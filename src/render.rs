//! Text rendering for language models
//!
//! Produces two plain-text artifacts from an archive:
//!
//! - the **context file**: a manifest of every entry followed by the content
//!   of every file, each block tagged with a short display ID
//! - the **diff file**: a change summary followed by the content of every
//!   added or modified file
//!
//! Display IDs come from one counter shared by files and directories in
//! pre-order (`ROOT`, `F001`, `D002`, ...), so the same tree always yields
//! the same IDs and a diff file's IDs match its context file's.
//!
//! Files whose leading bytes look binary are replaced by a placeholder.
//! Files with a well-known binary extension are additionally flagged in the
//! manifest.

use crate::diff::{ChangeKind, DiffReport};
use crate::error::Result;
use crate::reader::Archive;
use crate::tree::{EntryKind, TreeNode};
use crate::version::SNAPSHOT_MARKER;
use content_inspector::{inspect, ContentType};
use std::collections::HashMap;
use std::fs;
use std::io::{BufWriter, Write};
use std::path::Path;
use tempfile::NamedTempFile;
use tracing::{debug, instrument, warn};

/// Bytes inspected when deciding whether content is binary
const SNIFF_LEN: usize = 8 * 1024;

/// Extensions flagged with `CONTENT:BINARY_HINT` in the manifest
const BINARY_EXTENSIONS: &[&str] = &[
    "png", "jpg", "jpeg", "gif", "bmp", "tiff", "ico", "webp", "mp3", "wav", "aac", "ogg",
    "flac", "mp4", "mov", "avi", "mkv", "webm", "exe", "dll", "so", "dylib", "o", "a", "lib",
    "zip", "gz", "tar", "bz2", "xz", "rar", "7z", "pdf", "doc", "docx", "xls", "xlsx", "ppt",
    "pptx", "bin", "dat", "iso", "img", "class", "jar", "pyc", "sqlite", "db", "wasm",
];

const INSTRUCTIONS: &str = "\
<INSTRUCTIONS>
1. Manifest: the DIRECTORY_TREE section lists every file and directory.
   - Entry format: [TYPE] RELATIVE_PATH (ID:UNIQUE_ID, MOD:UNIX_TIMESTAMP, SIZE:BYTES)
   - TYPE is [D] for a directory and [F] for a file; SIZE is given for files only.
   - Files with a binary extension carry CONTENT:BINARY_HINT.
2. Content: to read a file, take its UNIQUE_ID from the manifest and find
   <FILE_CONTENT_START ID=\"UNIQUE_ID\" ...>. The content runs until
   </FILE_CONTENT_END ID=\"UNIQUE_ID\">. Binary files show a placeholder instead.
</INSTRUCTIONS>
";

/// Display IDs keyed by relative path
#[derive(Debug, Clone, Default)]
pub struct DisplayIds {
    ids: HashMap<String, String>,
}

impl DisplayIds {
    /// Number every node of `root` in pre-order
    pub fn assign(root: &TreeNode) -> Self {
        let mut ids = HashMap::new();
        let mut counter = 1u32;
        for node in root.iter() {
            let id = if node.relative_path.is_empty() {
                "ROOT".to_string()
            } else {
                let id = format!("{}{:03}", node.entry_kind().tag(), counter);
                counter += 1;
                id
            };
            ids.insert(node.relative_path.clone(), id);
        }
        Self { ids }
    }

    /// ID of the node at `relative_path`
    pub fn get(&self, relative_path: &str) -> Option<&str> {
        self.ids.get(relative_path).map(String::as_str)
    }
}

/// Whether the file name carries a well-known binary extension
pub fn has_binary_extension(relative_path: &str) -> bool {
    let name = relative_path.rsplit('/').next().unwrap_or(relative_path);
    match name.rsplit_once('.') {
        Some((stem, ext)) if !stem.is_empty() => BINARY_EXTENSIONS
            .iter()
            .any(|known| known.eq_ignore_ascii_case(ext)),
        _ => false,
    }
}

/// Whether content looks binary, judging by its leading bytes
pub fn looks_binary(content: &[u8]) -> bool {
    let head = &content[..content.len().min(SNIFF_LEN)];
    matches!(inspect(head), ContentType::BINARY)
}

/// Stored file to emit a content block for
struct FileBlock {
    id: String,
    relative_path: String,
    node: TreeNode,
}

fn file_blocks<'a>(
    archive: &Archive,
    ids: &DisplayIds,
    paths: impl Iterator<Item = &'a str>,
) -> Vec<FileBlock> {
    paths
        .filter_map(|path| {
            let node = archive.root().find(path).filter(|n| n.is_file())?;
            Some(FileBlock {
                id: ids.get(path)?.to_string(),
                relative_path: path.to_string(),
                node: node.clone(),
            })
        })
        .collect()
}

/// Write the context text for every node of `archive`
#[instrument(skip_all, fields(version = version))]
pub fn render_context<W: Write>(out: &mut W, archive: &mut Archive, version: &str) -> Result<()> {
    let ids = DisplayIds::assign(archive.root());

    writeln!(out, "{}{}]", SNAPSHOT_MARKER, version)?;
    writeln!(out)?;
    out.write_all(INSTRUCTIONS.as_bytes())?;
    writeln!(out)?;

    writeln!(out, "<DIRECTORY_TREE>")?;
    write_manifest(out, archive.root(), &ids, 0)?;
    writeln!(out, "</DIRECTORY_TREE>")?;

    let blocks = file_blocks(
        archive,
        &ids,
        archive.root().iter().map(|n| n.relative_path.as_str()),
    );
    for block in &blocks {
        write_content_block(out, archive, block, None)?;
    }

    writeln!(out)?;
    writeln!(out, "[END_DIRCONTXT_LLM_SNAPSHOT]")?;
    debug!("Rendered context with {} file blocks", blocks.len());
    Ok(())
}

fn write_manifest<W: Write>(out: &mut W, node: &TreeNode, ids: &DisplayIds, depth: usize) -> Result<()> {
    let indent = "  ".repeat(depth);
    let id = ids.get(&node.relative_path).unwrap_or("?");
    let path = if node.relative_path.is_empty() {
        "."
    } else {
        node.relative_path.as_str()
    };

    match node.content_size() {
        None => {
            writeln!(out, "{}[D] {} (ID:{}, MOD:{})", indent, path, id, node.modified)?;
            for child in node.children() {
                write_manifest(out, child, ids, depth + 1)?;
            }
        }
        Some(size) => {
            let hint = if has_binary_extension(&node.relative_path) {
                ", CONTENT:BINARY_HINT"
            } else {
                ""
            };
            writeln!(
                out,
                "{}[F] {} (ID:{}, MOD:{}, SIZE:{}{})",
                indent, path, id, node.modified, size, hint
            )?;
        }
    }
    Ok(())
}

fn write_content_block<W: Write>(
    out: &mut W,
    archive: &mut Archive,
    block: &FileBlock,
    change: Option<ChangeKind>,
) -> Result<()> {
    writeln!(out)?;
    match change {
        Some(change) => writeln!(
            out,
            "<FILE_CONTENT_START ID=\"{}\" PATH=\"{}\" CHANGE=\"{}\">",
            block.id,
            block.relative_path,
            change.label()
        )?,
        None => writeln!(
            out,
            "<FILE_CONTENT_START ID=\"{}\" PATH=\"{}\">",
            block.id, block.relative_path
        )?,
    }

    match archive.read_to_vec(&block.node) {
        Ok(content) if content.is_empty() => {}
        Ok(content) if looks_binary(&content) => {
            writeln!(
                out,
                "[BINARY CONTENT PLACEHOLDER - Size: {} bytes]",
                content.len()
            )?;
        }
        Ok(content) => {
            out.write_all(&content)?;
            if !content.ends_with(b"\n") {
                writeln!(out)?;
            }
        }
        Err(e) => {
            warn!("Cannot read {} from archive: {}", block.relative_path, e);
            writeln!(out, "[ERROR: could not read file content from archive: {}]", e)?;
        }
    }

    writeln!(out, "</FILE_CONTENT_END ID=\"{}\">", block.id)?;
    Ok(())
}

/// Write the diff text for `report`, whose new side is stored in `archive`
#[instrument(skip_all, fields(from = from_version, to = to_version))]
pub fn render_diff<W: Write>(
    out: &mut W,
    report: &DiffReport,
    archive: &mut Archive,
    from_version: &str,
    to_version: &str,
) -> Result<()> {
    let ids = DisplayIds::assign(archive.root());

    writeln!(out, "[DIRCONTXT_LLM_DIFF_{}_TO_{}]", from_version, to_version)?;
    writeln!(out)?;
    writeln!(out, "<CHANGE_SUMMARY>")?;
    for entry in report {
        writeln!(out, "{}", entry)?;
    }
    writeln!(out, "</CHANGE_SUMMARY>")?;

    let changed = report.entries().iter().filter(|e| {
        e.entry_kind == EntryKind::File && e.change != ChangeKind::Removed
    });
    let blocks = file_blocks(archive, &ids, changed.clone().map(|e| e.relative_path.as_str()));
    for block in &blocks {
        let change = changed
            .clone()
            .find(|e| e.relative_path == block.relative_path)
            .map(|e| e.change);
        write_content_block(out, archive, block, change)?;
    }

    writeln!(out)?;
    writeln!(out, "[END_DIRCONTXT_LLM_DIFF]")?;
    debug!("Rendered diff with {} entries, {} file blocks", report.len(), blocks.len());
    Ok(())
}

/// Render the context text into a string
pub fn context_to_string(archive: &mut Archive, version: &str) -> Result<String> {
    let mut buf = Vec::new();
    render_context(&mut buf, archive, version)?;
    Ok(String::from_utf8_lossy(&buf).into_owned())
}

/// Atomically write rendered text to `dest`
pub fn write_text_file<F>(dest: &Path, render: F) -> Result<()>
where
    F: FnOnce(&mut BufWriter<&mut fs::File>) -> Result<()>,
{
    let dir = match dest.parent() {
        Some(parent) if !parent.as_os_str().is_empty() => parent,
        _ => Path::new("."),
    };
    let mut staged = NamedTempFile::new_in(dir)?;
    {
        let mut out = BufWriter::new(staged.as_file_mut());
        render(&mut out)?;
        out.flush()?;
    }
    staged.persist(dest)?;
    Ok(())
}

────────────────

## Instructions to follow
Restate exactly the records above from their first line through the line that holds "and directories in", please, including both and leaving out all others.

## Result of the exercise
filename src/render.rs
//! Text rendering for language models
//!
//! Produces two plain-text artifacts from an archive:
//!
//! - the **context file**: a manifest of every entry followed by the content
//!   of every file, each block tagged with a short display ID
//! - the **diff file**: a change summary followed by the content of every
//!   added or modified file
//!
//! Display IDs come from one counter shared by files and directories in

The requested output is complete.